*** Opening of INFORMATION GIVEN ***

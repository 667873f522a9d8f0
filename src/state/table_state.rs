// Copyright (c) 2025 Deephaven Client Contributors
//
// Licensed under the Apache License, Version 2.0 (the "License");
// you may not use this file except in compliance with the License.
// You may obtain a copy of the License at
//
//     http://www.apache.org/licenses/LICENSE-2.0
//
// Unless required by applicable law or agreed to in writing, software
// distributed under the License is distributed on an "AS IS" BASIS,
// WITHOUT WARRANTIES OR CONDITIONS OF ANY KIND, either express or implied.
// See the License for the specific language governing permissions and
// limitations under the License.

use crate::error::{DeephavenErrorHelper, Error, Result};
use crate::session::SessionContext;
use crate::state::RemoteHandle;
use crate::transport::DefinitionReply;
use crate::types::{TableDefinition, TableSnapshot, TableUpdate};
use std::collections::HashSet;
use std::sync::atomic::{AtomicBool, Ordering};
use std::sync::{Arc, Mutex, Weak};
use std::time::Duration;
use tokio::sync::{mpsc, watch};
use tracing::{debug, trace, warn};

/// Where a remote table stands between request issuance and its reply.
#[derive(Debug, Clone)]
pub enum Resolution {
    Pending,
    Ready(Arc<TableDefinition>),
    Failed(Error),
}

/// An incremental delta decorated with the resolved definition.
#[derive(Debug, Clone)]
pub struct StateUpdate {
    pub definition: Arc<TableDefinition>,
    pub update: TableUpdate,
}

/// A full snapshot decorated with the resolved definition.
#[derive(Debug, Clone)]
pub struct StateSnapshot {
    pub definition: Arc<TableDefinition>,
    pub snapshot: TableSnapshot,
}

/// Tracker ids and the released flag live under one mutex so that the
/// last-detach transition, the release decision, and late attach attempts
/// are mutually atomic.
struct TrackerSet {
    ids: HashSet<u64>,
    released: bool,
}

/// Client-side identity of one remote table.
///
/// Created unresolved, before the request that produces the table goes out.
/// The resolution arrives later through [`fulfill`](Self::fulfill) and fires
/// exactly once. Lifetime is counted in tracker claims; when the set empties
/// the server-side handle release is queued exactly once.
pub struct TableState {
    handle: RemoteHandle,
    context: Weak<SessionContext>,
    resolution: watch::Sender<Resolution>,
    fulfilled: AtomicBool,
    trackers: Mutex<TrackerSet>,
    update_listeners: Mutex<Vec<mpsc::UnboundedSender<StateUpdate>>>,
    snapshot_listeners: Mutex<Vec<mpsc::UnboundedSender<StateSnapshot>>>,
}

impl TableState {
    pub(crate) fn new(handle: RemoteHandle, context: Weak<SessionContext>) -> Arc<Self> {
        let (resolution, _) = watch::channel(Resolution::Pending);
        Arc::new(Self {
            handle,
            context,
            resolution,
            fulfilled: AtomicBool::new(false),
            trackers: Mutex::new(TrackerSet {
                ids: HashSet::new(),
                released: false,
            }),
            update_listeners: Mutex::new(Vec::new()),
            snapshot_listeners: Mutex::new(Vec::new()),
        })
    }

    pub fn client_id(&self) -> i64 {
        self.handle.client_id()
    }

    pub fn server_id(&self) -> Option<i64> {
        self.handle.server_id()
    }

    pub fn handle(&self) -> &RemoteHandle {
        &self.handle
    }

    /// Current resolution without waiting.
    pub fn resolution(&self) -> Resolution {
        self.resolution.borrow().clone()
    }

    /// Attach a tracker claim. Returns false if the state was already
    /// released; a release is never un-done.
    pub(crate) fn add_tracker(&self, tracker_id: u64) -> bool {
        let mut set = self.trackers.lock().unwrap();
        if set.released {
            warn!(
                client_id = self.handle.client_id(),
                tracker_id, "tracker attach after release ignored"
            );
            return false;
        }
        set.ids.insert(tracker_id);
        true
    }

    /// Detach a tracker claim. The transition to an empty set queues the
    /// server-side release onto the owning context's serialized stream.
    pub(crate) fn remove_tracker(&self, tracker_id: u64) {
        let release = {
            let mut set = self.trackers.lock().unwrap();
            set.ids.remove(&tracker_id);
            if set.ids.is_empty() && !set.released {
                set.released = true;
                true
            } else {
                false
            }
        };
        if release {
            debug!(
                client_id = self.handle.client_id(),
                "last tracker detached, queueing release"
            );
            if let Some(context) = self.context.upgrade() {
                context.queue_release(self.handle.client_id(), self.handle.server_id());
            }
        }
    }

    /// Claim the release during context disposal. Returns true at most once
    /// across all release paths.
    pub(crate) fn mark_released(&self) -> bool {
        let mut set = self.trackers.lock().unwrap();
        if set.released {
            false
        } else {
            set.released = true;
            true
        }
    }

    pub fn is_released(&self) -> bool {
        self.trackers.lock().unwrap().released
    }

    /// Resolve the state. Only the first call takes effect; later calls
    /// return false and change nothing.
    pub(crate) fn fulfill(&self, result: Result<DefinitionReply>) -> bool {
        if self.fulfilled.swap(true, Ordering::AcqRel) {
            trace!(
                client_id = self.handle.client_id(),
                "duplicate fulfillment dropped"
            );
            return false;
        }
        match result {
            Ok(reply) => {
                self.handle.assign_server_id(reply.server_id);
                debug!(
                    client_id = self.handle.client_id(),
                    server_id = reply.server_id,
                    "table state resolved"
                );
                self.resolution
                    .send_replace(Resolution::Ready(Arc::new(reply.definition)));
            }
            Err(err) => {
                debug!(
                    client_id = self.handle.client_id(),
                    error = %err,
                    "table state failed"
                );
                self.resolution.send_replace(Resolution::Failed(err));
            }
        }
        true
    }

    pub(crate) fn fail(&self, err: Error) -> bool {
        self.fulfill(Err(err))
    }

    /// Wait for the resolution. Expiry of `timeout` yields a Timeout error
    /// but does not cancel the in-flight request; a later call can still
    /// observe the resolution.
    pub async fn await_definition(
        &self,
        timeout: Option<Duration>,
    ) -> Result<Arc<TableDefinition>> {
        let mut rx = self.resolution.subscribe();
        let wait = rx.wait_for(|r| !matches!(r, Resolution::Pending));
        let resolved = match timeout {
            Some(limit) => tokio::time::timeout(limit, wait).await.map_err(|_| {
                DeephavenErrorHelper::timeout().message(format!(
                    "table {} not resolved within {limit:?}",
                    self.handle.client_id()
                ))
            })?,
            None => wait.await,
        };
        let resolved = resolved.map_err(|_| {
            DeephavenErrorHelper::invalid_state().message("table state dropped while waiting")
        })?;
        match &*resolved {
            Resolution::Ready(definition) => Ok(Arc::clone(definition)),
            Resolution::Failed(err) => Err(err.clone()),
            Resolution::Pending => {
                Err(DeephavenErrorHelper::invalid_state().message("resolution wait ended pending"))
            }
        }
    }

    pub fn subscribe_updates(&self) -> mpsc::UnboundedReceiver<StateUpdate> {
        let (tx, rx) = mpsc::unbounded_channel();
        self.update_listeners.lock().unwrap().push(tx);
        rx
    }

    pub fn subscribe_snapshots(&self) -> mpsc::UnboundedReceiver<StateSnapshot> {
        let (tx, rx) = mpsc::unbounded_channel();
        self.snapshot_listeners.lock().unwrap().push(tx);
        rx
    }

    /// Fan an incremental delta out to listeners. Dropped while unresolved.
    pub(crate) fn dispatch_update(&self, update: TableUpdate) {
        let definition = match &*self.resolution.borrow() {
            Resolution::Ready(definition) => Arc::clone(definition),
            _ => {
                trace!(
                    client_id = self.handle.client_id(),
                    "update for unresolved table dropped"
                );
                return;
            }
        };
        let item = StateUpdate { definition, update };
        self.update_listeners
            .lock()
            .unwrap()
            .retain(|tx| tx.send(item.clone()).is_ok());
    }

    /// Fan a full snapshot out to listeners. Dropped while unresolved.
    pub(crate) fn dispatch_snapshot(&self, snapshot: TableSnapshot) {
        let definition = match &*self.resolution.borrow() {
            Resolution::Ready(definition) => Arc::clone(definition),
            _ => {
                trace!(
                    client_id = self.handle.client_id(),
                    "snapshot for unresolved table dropped"
                );
                return;
            }
        };
        let item = StateSnapshot {
            definition,
            snapshot,
        };
        self.snapshot_listeners
            .lock()
            .unwrap()
            .retain(|tx| tx.send(item.clone()).is_ok());
    }
}

impl std::fmt::Debug for TableState {
    fn fmt(&self, f: &mut std::fmt::Formatter<'_>) -> std::fmt::Result {
        f.debug_struct("TableState")
            .field("client_id", &self.handle.client_id())
            .field("server_id", &self.handle.server_id())
            .field("released", &self.is_released())
            .finish()
    }
}
// Copyright (c) 2025 Deephaven Client Contributors
//
// Licensed under the Apache License, Version 2.0 (the "License");
// you may not use this file except in compliance with the License.
// You may obtain a copy of the License at
//
//     http://www.apache.org/licenses/LICENSE-2.0
//
// Unless required by applicable law or agreed to in writing, software
// distributed under the License is distributed on an "AS IS" BASIS,
// WITHOUT WARRANTIES OR CONDITIONS OF ANY KIND, either express or implied.
// See the License for the specific language governing permissions and
// limitations under the License.

use crate::error::Result;
use crate::state::{KeepAlive, TableState};
use crate::transport::DefinitionReply;
use std::sync::atomic::{AtomicBool, Ordering};
use std::sync::{Arc, Mutex};
use tracing::trace;

/// Progress of one batch-created table between send and resolution.
#[derive(Debug, Clone, Copy, PartialEq, Eq)]
pub(crate) enum BatchPhase {
    /// Request handed to the transport; acknowledgment not yet seen.
    Sent,
    /// Acknowledged clean; definition must arrive out-of-band.
    AwaitingDefinition,
    Done,
}

/// Watcher for one batch result handle.
///
/// `complete` is single-fire: under a race between the out-of-band
/// definition event and a connection close, exactly one caller fulfills the
/// resolution and disposes the keep-alive claims.
#[derive(Debug)]
pub(crate) struct PendingBatch {
    state: Arc<TableState>,
    keep_alive: KeepAlive,
    phase: Mutex<BatchPhase>,
    completed: AtomicBool,
}

impl PendingBatch {
    pub(crate) fn new(state: Arc<TableState>, keep_alive: KeepAlive) -> Self {
        Self {
            state,
            keep_alive,
            phase: Mutex::new(BatchPhase::Sent),
            completed: AtomicBool::new(false),
        }
    }

    pub(crate) fn state(&self) -> &Arc<TableState> {
        &self.state
    }

    pub(crate) fn phase(&self) -> BatchPhase {
        *self.phase.lock().unwrap()
    }

    /// Record the clean acknowledgment. A watcher already completed (for
    /// example by a close racing the ack) stays Done.
    pub(crate) fn mark_awaiting(&self) {
        let mut phase = self.phase.lock().unwrap();
        if *phase == BatchPhase::Sent {
            *phase = BatchPhase::AwaitingDefinition;
        }
    }

    /// Fulfill the result state and release the keep-alive claims. Only the
    /// first call takes effect.
    pub(crate) fn complete(&self, result: Result<DefinitionReply>) -> bool {
        if self.completed.swap(true, Ordering::AcqRel) {
            trace!(
                client_id = self.state.client_id(),
                "duplicate batch completion dropped"
            );
            return false;
        }
        *self.phase.lock().unwrap() = BatchPhase::Done;
        self.state.fulfill(result);
        self.keep_alive.dispose();
        true
    }
}

#[cfg(test)]
mod tests {
    use super::*;
    use crate::error::{DeephavenErrorHelper, Status};
    use crate::state::RemoteHandle;
    use crate::types::TableDefinition;
    use std::sync::Weak;

    fn pending() -> PendingBatch {
        let state = TableState::new(RemoteHandle::new(1), Weak::new());
        let keep_alive = KeepAlive::claim(&[Arc::clone(&state)]);
        PendingBatch::new(state, keep_alive)
    }

    #[test]
    fn test_phase_progression() {
        let batch = pending();
        assert_eq!(batch.phase(), BatchPhase::Sent);
        batch.mark_awaiting();
        assert_eq!(batch.phase(), BatchPhase::AwaitingDefinition);

        assert!(batch.complete(Ok(DefinitionReply {
            server_id: 5,
            definition: TableDefinition::new(vec![], 0),
        })));
        assert_eq!(batch.phase(), BatchPhase::Done);
        assert_eq!(batch.state().server_id(), Some(5));
    }

    #[test]
    fn test_complete_fires_once() {
        let batch = pending();
        assert!(batch.complete(Err(
            DeephavenErrorHelper::transport().message("connection closed")
        )));
        assert!(!batch.complete(Ok(DefinitionReply {
            server_id: 6,
            definition: TableDefinition::new(vec![], 0),
        })));

        // The first completion won; the late definition changed nothing.
        assert_eq!(batch.state().server_id(), None);
        match batch.state().resolution() {
            crate::state::Resolution::Failed(err) => assert_eq!(err.status, Status::Transport),
            other => panic!("expected Failed, got {other:?}"),
        }
    }

    #[test]
    fn test_mark_awaiting_after_done_is_noop() {
        let batch = pending();
        batch.complete(Err(DeephavenErrorHelper::disposed().message("context disposed")));
        batch.mark_awaiting();
        assert_eq!(batch.phase(), BatchPhase::Done);
    }
}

*** Close of INFORMATION GIVEN ***

TASK DESCRIPTION. Show each line in the listing above that has "TableDefinition".

TASK RESPONSE.
use crate::types::{TableDefinition, TableSnapshot, TableUpdate};
    Ready(Arc<TableDefinition>),
    pub definition: Arc<TableDefinition>,
    pub definition: Arc<TableDefinition>,
    ) -> Result<Arc<TableDefinition>> {
    use crate::types::TableDefinition;
            definition: TableDefinition::new(vec![], 0),
            definition: TableDefinition::new(vec![], 0),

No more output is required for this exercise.